Stored data:
╭──
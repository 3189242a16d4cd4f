//! analysis-worker: batch event detection and response scoring.
//!
//! Reads a JSON array of configuration records, analyzes every
//! configuration on a rayon pool and writes the batch report as JSON.

use std::fs;
use std::io::{self, Write};
use std::path::PathBuf;

use anyhow::Context;
use clap::Parser;
use tracing::info;

use airshed_compute::analyze_batch;
use airshed_core::config::load_dotenv;
use airshed_core::{ConfigurationRecord, EngineConfig};
use airshed_params::{load_params, AnalysisParams};

// ── CLI ─────────────────────────────────────────────────────────────

/// Detect pollution events and score indoor response for a batch of configurations.
#[derive(Parser, Debug)]
#[command(name = "analysis-worker", version, about)]
struct Cli {
    /// Path to the YAML parameter bundle. Defaults apply when absent.
    #[arg(long, env = "AIRSHED_PARAMS")]
    params: Option<PathBuf>,

    /// Path to a JSON array of configuration records.
    #[arg(long)]
    input: PathBuf,

    /// Where to write the JSON report. Stdout when absent.
    #[arg(long)]
    output: Option<PathBuf>,

    /// Worker threads (0 = available parallelism).
    #[arg(long, env = "AIRSHED_WORKER_THREADS")]
    threads: Option<usize>,

    /// Pretty-print the report.
    #[arg(long, default_value_t = false)]
    pretty: bool,
}

fn main() -> anyhow::Result<()> {
    load_dotenv();
    let mut config = EngineConfig::from_env();

    tracing_subscriber::fmt()
        .with_writer(io::stderr)
        .with_env_filter(
            tracing_subscriber::EnvFilter::try_from_default_env()
                .unwrap_or_else(|_| tracing_subscriber::EnvFilter::new(&config.log_filter)),
        )
        .init();

    let cli = Cli::parse();
    if let Some(threads) = cli.threads {
        config.worker_threads = threads;
    }
    if cli.params.is_some() {
        config.params_path = cli.params.clone();
    }
    config.log_summary();

    let params = match &config.params_path {
        Some(path) => load_params(path)
            .with_context(|| format!("failed to load parameters from {}", path.display()))?,
        None => {
            info!("no parameter bundle configured, using defaults");
            AnalysisParams::default()
        }
    };
    let resolved = params.resolve();

    let raw = fs::read_to_string(&cli.input)
        .with_context(|| format!("failed to read {}", cli.input.display()))?;
    let records: Vec<ConfigurationRecord> = serde_json::from_str(&raw)
        .with_context(|| format!("failed to parse records from {}", cli.input.display()))?;
    info!(path = %cli.input.display(), records = records.len(), "input loaded");

    let pool = rayon::ThreadPoolBuilder::new()
        .num_threads(config.resolved_worker_threads())
        .thread_name(|i| format!("analysis-{i}"))
        .build()
        .context("failed to build worker pool")?;
    let report = pool.install(|| analyze_batch(records, &resolved));

    let json = if cli.pretty {
        serde_json::to_string_pretty(&report)?
    } else {
        serde_json::to_string(&report)?
    };

    match &cli.output {
        Some(path) => {
            fs::write(path, json).with_context(|| format!("failed to write {}", path.display()))?;
            info!(path = %path.display(), run_id = %report.run_id, "report written");
        }
        None => {
            let mut stdout = io::stdout().lock();
            stdout.write_all(json.as_bytes())?;
            stdout.write_all(b"\n")?;
        }
    }

    Ok(())
}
╰──
Exercise requirements:
Read the entries and pick out all lines that include the word "pool".

Answer to this exercise:
//! configuration on a rayon pool and writes the batch report as JSON.
    let pool = rayon::ThreadPoolBuilder::new()
        .context("failed to build worker pool")?;
    let report = pool.install(|| analyze_batch(records, &resolved));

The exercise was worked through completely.